**WHAT THE TASK ASKS**
Pick out the lines below that include the string "height".

**DATA TO EXAMINE**
//! Comparison dashboard: one styled card per commodity contrasting two dates.

use std::fmt::Write as _;

use crate::config;
use crate::dates;
use crate::error::{PasarError, Result};
use crate::table::PriceTable;

// ---------------------------------------------------------------------------
// Trend
// ---------------------------------------------------------------------------

/// Direction of the price change between the two compared dates.
#[derive(Debug, Clone, Copy, PartialEq, Eq)]
pub enum Trend {
    Increase(u64),
    Decrease(u64),
    Stable,
}

impl Trend {
    pub fn classify(prev: i64, curr: i64) -> Self {
        // The difference of two i64 values always fits in i128, and its
        // magnitude in u64.
        let diff = i128::from(curr) - i128::from(prev);
        let magnitude = u64::try_from(diff.unsigned_abs()).unwrap_or(u64::MAX);
        if diff > 0 {
            Trend::Increase(magnitude)
        } else if diff < 0 {
            Trend::Decrease(magnitude)
        } else {
            Trend::Stable
        }
    }

    pub fn label(&self) -> &'static str {
        match self {
            Trend::Increase(_) => "increase",
            Trend::Decrease(_) => "decrease",
            Trend::Stable => "stable",
        }
    }

    /// `+200` for an increase, `200` for a decrease, `0` when stable.
    pub fn delta_text(&self) -> String {
        match self {
            Trend::Increase(d) => format!("+{d}"),
            Trend::Decrease(d) => d.to_string(),
            Trend::Stable => "0".to_string(),
        }
    }

    /// Background of the current-price pill. Rising food prices are red.
    pub fn color(&self) -> &'static str {
        match self {
            Trend::Increase(_) => "#ff5252",
            Trend::Decrease(_) => "#4caf50",
            Trend::Stable => "#5c6bc0",
        }
    }

    pub fn arrow(&self) -> &'static str {
        match self {
            Trend::Increase(_) => "▲",
            Trend::Decrease(_) => "▼",
            Trend::Stable => "-",
        }
    }

    fn indicator(&self) -> String {
        match self {
            Trend::Increase(d) => format!("+ Rp {}", group_thousands(*d)),
            Trend::Decrease(d) => format!("- Rp {}", group_thousands(*d)),
            Trend::Stable => "Stabil".to_string(),
        }
    }
}

// ---------------------------------------------------------------------------
// Card
// ---------------------------------------------------------------------------

#[derive(Debug, Clone, PartialEq, Eq)]
pub struct Card {
    pub name: String,
    pub prev: i64,
    pub curr: i64,
    pub trend: Trend,
}

/// Build one card per row comparing `col_prev` with `col_curr`.
pub fn cards(table: &PriceTable, col_prev: &str, col_curr: &str) -> Result<Vec<Card>> {
    for col in [col_prev, col_curr] {
        if !table.has_date(col) {
            return Err(PasarError::MissingColumn(col.to_string()));
        }
    }
    Ok(table
        .rows()
        .iter()
        .map(|row| {
            let prev = table.price(row, col_prev).unwrap_or(0);
            let curr = table.price(row, col_curr).unwrap_or(0);
            Card {
                name: row.variant_name.clone(),
                prev,
                curr,
                trend: Trend::classify(prev, curr),
            }
        })
        .collect())
}

// ---------------------------------------------------------------------------
// HTML rendering
// ---------------------------------------------------------------------------

#[derive(Debug, Clone)]
pub struct DashboardOptions {
    pub title: String,
}

impl Default for DashboardOptions {
    fn default() -> Self {
        Self {
            title: config::DEFAULT_TITLE.to_string(),
        }
    }
}

/// Render the standalone dashboard document.
///
/// A missing column yields an inline error heading instead of the card grid.
pub fn render_html(table: &PriceTable, col_prev: &str, col_curr: &str, options: &DashboardOptions) -> String {
    match try_render_html(table, col_prev, col_curr, options) {
        Ok(html) => html,
        Err(_) => format!(
            "<h3 style='color:red; text-align:center;'>Error: Kolom {} atau {} tidak ditemukan.</h3>",
            escape(col_prev),
            escape(col_curr)
        ),
    }
}

pub fn try_render_html(
    table: &PriceTable,
    col_prev: &str,
    col_curr: &str,
    options: &DashboardOptions,
) -> Result<String> {
    let cards = cards(table, col_prev, col_curr)?;
    let prev_label = dates::short_label(col_prev);
    let curr_label = dates::short_label(col_curr);

    let mut grid = String::new();
    for card in &cards {
        let _ = write!(
            grid,
            r#"
        <div class="card">
            <div class="card-header">{name}</div>
            <div class="card-body">
                <div class="price-area">
                    <div class="price-pill neutral">
                        <span class="date-tag">{prev_label}</span>
                        <span class="price-tag small">{prev}</span>
                    </div>
                    <div class="price-pill dynamic" style="background-color: {color};">
                        <span class="date-tag">{curr_tag}</span>
                        <span class="price-tag">{curr}</span>
                        <div class="trend-indicator">{arrow} {indicator}</div>
                    </div>
                </div>
            </div>
        </div>"#,
            name = escape(&card.name),
            prev_label = escape(&prev_label),
            prev = rupiah(card.prev),
            color = card.trend.color(),
            curr_tag = escape(&curr_label.to_uppercase()),
            curr = rupiah(card.curr),
            arrow = card.trend.arrow(),
            indicator = card.trend.indicator(),
        );
    }

    let year: String = col_curr.chars().take(4).collect();
    Ok(format!(
        r#"<!DOCTYPE html>
<html>
<head>
    <meta charset="utf-8">
    <title>{title}</title>
    <style>{style}</style>
</head>
<body>
    <h1 style="color:#283593">{title}</h1>
    <p style="color:#666">Periode {prev_label} - {curr_label} {year}</p>
    <div class="container">{grid}
    </div>
</body>
</html>
"#,
        title = escape(&options.title),
        prev_label = escape(&prev_label),
        curr_label = escape(&curr_label),
        year = escape(&year),
        style = STYLE,
    ))
}

/// File name offered for the exported dashboard.
pub fn export_file_name(col_prev: &str, col_curr: &str) -> String {
    format!("Harga_Pasar_{col_prev}_to_{col_curr}.html")
}

/// `1200` -> `Rp 1,200`.
pub fn rupiah(amount: i64) -> String {
    let grouped = group_thousands(amount.unsigned_abs());
    if amount < 0 {
        format!("Rp -{grouped}")
    } else {
        format!("Rp {grouped}")
    }
}

fn group_thousands(value: u64) -> String {
    let digits = value.to_string();
    let mut grouped = String::with_capacity(digits.len() + digits.len() / 3);
    for (i, ch) in digits.chars().enumerate() {
        if i > 0 && (digits.len() - i) % 3 == 0 {
            grouped.push(',');
        }
        grouped.push(ch);
    }
    grouped
}

fn escape(raw: &str) -> String {
    let mut out = String::with_capacity(raw.len());
    for ch in raw.chars() {
        match ch {
            '&' => out.push_str("&amp;"),
            '<' => out.push_str("&lt;"),
            '>' => out.push_str("&gt;"),
            '"' => out.push_str("&quot;"),
            '\'' => out.push_str("&#39;"),
            c => out.push(c),
        }
    }
    out
}

const STYLE: &str = r#"
        @import url('https://fonts.googleapis.com/css2?family=Poppins:wght@500;700&display=swap');
        body { font-family: 'Poppins', sans-serif; background-color: #f0f2f5; padding: 20px; text-align: center; }
        .container { display: grid; grid-template-columns: repeat(auto-fill, minmax(250px, 1fr)); gap: 20px; max-width: 1200px; margin: 0 auto; }
        .card { background-color: #283593; border-radius: 25px; padding: 15px; box-shadow: 0 4px 15px rgba(0,0,0,0.2); display: flex; flex-direction: column; height: 140px; }
        .card-header { color: white; font-weight: 700; font-size: 16px; margin-bottom: 15px; height: 40px; display: flex; align-items: center; justify-content: center; line-height: 1.2; overflow: hidden; }
        .card-body { display: flex; flex: 1; justify-content: center; align-items: center; }
        .price-area { width: 100%; display: flex; flex-direction: column; align-items: center; gap: 10px; justify-content: center; }
        .price-pill { border-radius: 12px; padding: 8px 15px; display: flex; justify-content: space-between; align-items: center; box-shadow: 0 2px 5px rgba(0,0,0,0.2); width: 100%; box-sizing: border-box; }
        .price-pill.neutral { background-color: rgba(255,255,255,0.2); }
        .date-tag { font-size: 11px; color: rgba(255,255,255,0.8); text-transform: uppercase; letter-spacing: 0.5px; font-weight: 600; }
        .price-tag { font-size: 17.5px; font-weight: 700; color: white; }
        .price-tag.small { font-size: 20px; color: rgba(255,255,255,0.9); }
        .trend-indicator { font-size: 11px; font-weight: 700; color: rgba(0,0,0,0.4); background-color: rgba(255,255,255,0.9); padding: 2px 6px; border-radius: 4px; margin-left: 10px; display: inline-block; }
    "#;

**EXERCISE SOLUTION**
        .card { background-color: #283593; border-radius: 25px; padding: 15px; box-shadow: 0 4px 15px rgba(0,0,0,0.2); display: flex; flex-direction: column; height: 140px; }
        .card-header { color: white; font-weight: 700; font-size: 16px; margin-bottom: 15px; height: 40px; display: flex; align-items: center; justify-content: center; line-height: 1.2; overflow: hidden; }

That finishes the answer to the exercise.